Sharon Lee and Steve Miller. Baen, $25 (368p) ISBN 978-1-4814-8278-3

This enjoyable latest installment of the long-running Liaden space adventure saga, featuring the ever-resourceful Clan Korval and their eclectic allies, picks up on the simultaneous and parallel story lines of Alliance of Equals (2016) and The Gathering Edge (2017). Theo Waitley, captain of the intelligent ship Bechimo, arrives at the clan home on Surebleak with a ship that once belonged to Korval’s founder, accompanied by a pair of superhuman Yxtrang Pathfinders in search of a new purpose. Meanwhile, mentor Tolley Jones, newly birthed AI Tocohl, and their companion Hazenthull must contend with the intelligent, potentially dangerous space station Tinsori Light, an artifact from a previous universe that has been corrupted by age and circumstance. Finally, returning protagonist Daav yos’Phelium, a major figure in Clan Korval, and his lifemate, Aelliana Caylon, cope with their recent cloning, which has de-aged them and placed them in debt to the mysterious Uncle.

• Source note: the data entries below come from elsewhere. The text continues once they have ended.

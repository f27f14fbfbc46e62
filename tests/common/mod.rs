//! Common test utilities
#![allow(dead_code)]

use numr_lrn::runtime::Runtime;
use numr_lrn::runtime::cpu::{CpuClient, CpuDevice, CpuRuntime};
#[cfg(feature = "cuda")]
use numr_lrn::runtime::cuda::{CudaClient, CudaDevice, CudaRuntime};
use numr_lrn::tensor::Tensor;
use rand::rngs::StdRng;
use rand::{Rng, SeedableRng};

/// Create a CPU client and device for testing
pub fn create_cpu_client() -> (CpuClient, CpuDevice) {
    let device = CpuDevice::new();
    let client = CpuRuntime::default_client(&device);
    (client, device)
}

/// Create a CUDA client and device, returning None if CUDA is unavailable
#[cfg(feature = "cuda")]
pub fn create_cuda_client() -> Option<(CudaClient, CudaDevice)> {
    if !numr_lrn::runtime::cuda::is_cuda_available() {
        return None;
    }
    let init = std::panic::catch_unwind(|| {
        let device = CudaDevice::new(0);
        let client = CudaRuntime::default_client(&device);
        (client, device)
    });
    init.ok()
}

/// Deterministic uniform samples in `[lo, hi)`
pub fn random_vec(len: usize, lo: f32, hi: f32, seed: u64) -> Vec<f32> {
    let mut rng = StdRng::seed_from_u64(seed);
    (0..len).map(|_| rng.random_range(lo..hi)).collect()
}

/// Seeded random tensor of the given shape on `device`
pub fn random_tensor<R: Runtime>(
    shape: &[usize],
    lo: f32,
    hi: f32,
    seed: u64,
    device: &R::Device,
) -> Tensor<R> {
    let numel: usize = shape.iter().product();
    Tensor::<R>::from_slice(&random_vec(numel, lo, hi, seed), shape, device)
}

/// Window sum by definition: sum of channels `c + lo ..= c + hi`, clipped
pub fn window_sum_reference(
    x: &[f32],
    shape: &[usize],
    lo_offset: isize,
    hi_offset: isize,
) -> Vec<f32> {
    let batch = shape[0];
    let channels = shape[1];
    let rdim: usize = shape[2..].iter().product();
    let mut out = vec![0.0f32; x.len()];
    for b in 0..batch {
        for c in 0..channels {
            let lo = (c as isize + lo_offset).max(0);
            let hi = (c as isize + hi_offset).min(channels as isize - 1);
            for r in 0..rdim {
                let mut sum = 0.0f64;
                let mut d = lo;
                while d <= hi {
                    sum += x[(b * channels + d as usize) * rdim + r] as f64;
                    d += 1;
                }
                out[(b * channels + c) * rdim + r] = sum as f32;
            }
        }
    }
    out
}

/// Centred window `[c - n/2, c + n/2]` used by the shifted window sum
pub fn shifted_window_reference(x: &[f32], shape: &[usize], n: usize) -> Vec<f32> {
    let half = (n / 2) as isize;
    window_sum_reference(x, shape, -half, half)
}

/// Window `[c - n/2 + 1, c + n/2]` for even `n` (centred for odd `n`) used by
/// the streaming window sum
pub fn streaming_window_reference(x: &[f32], shape: &[usize], n: usize) -> Vec<f32> {
    let half = (n / 2) as isize;
    let below = n as isize - 1 - half;
    window_sum_reference(x, shape, -below, half)
}

/// Assert two f32 slices are close within tolerance
///
/// Uses the formula: |a - b| <= atol + rtol * |b|
pub fn assert_allclose_f32(a: &[f32], b: &[f32], rtol: f32, atol: f32, msg: &str) {
    assert_eq!(a.len(), b.len(), "{}: length mismatch", msg);
    for (i, (x, y)) in a.iter().zip(b.iter()).enumerate() {
        let diff = (x - y).abs();
        let tol = atol + rtol * y.abs();
        assert!(
            diff <= tol,
            "{}: element {} differs: {} vs {} (diff={}, tol={})",
            msg,
            i,
            x,
            y,
            diff,
            tol
        );
    }
}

As always, this intelligent space opera focuses on matters of manners, honor, duty, and clever repartee; violence is rarely the solution, and subtlety wins out over overt force. This tale relies heavily on previous entries, and new readers will be lost. For returning fans, it provides thoroughly satisfying progression or resolution for multiple threads and will feel comfortably familiar for fans of Korval’s escapades. (Jan.)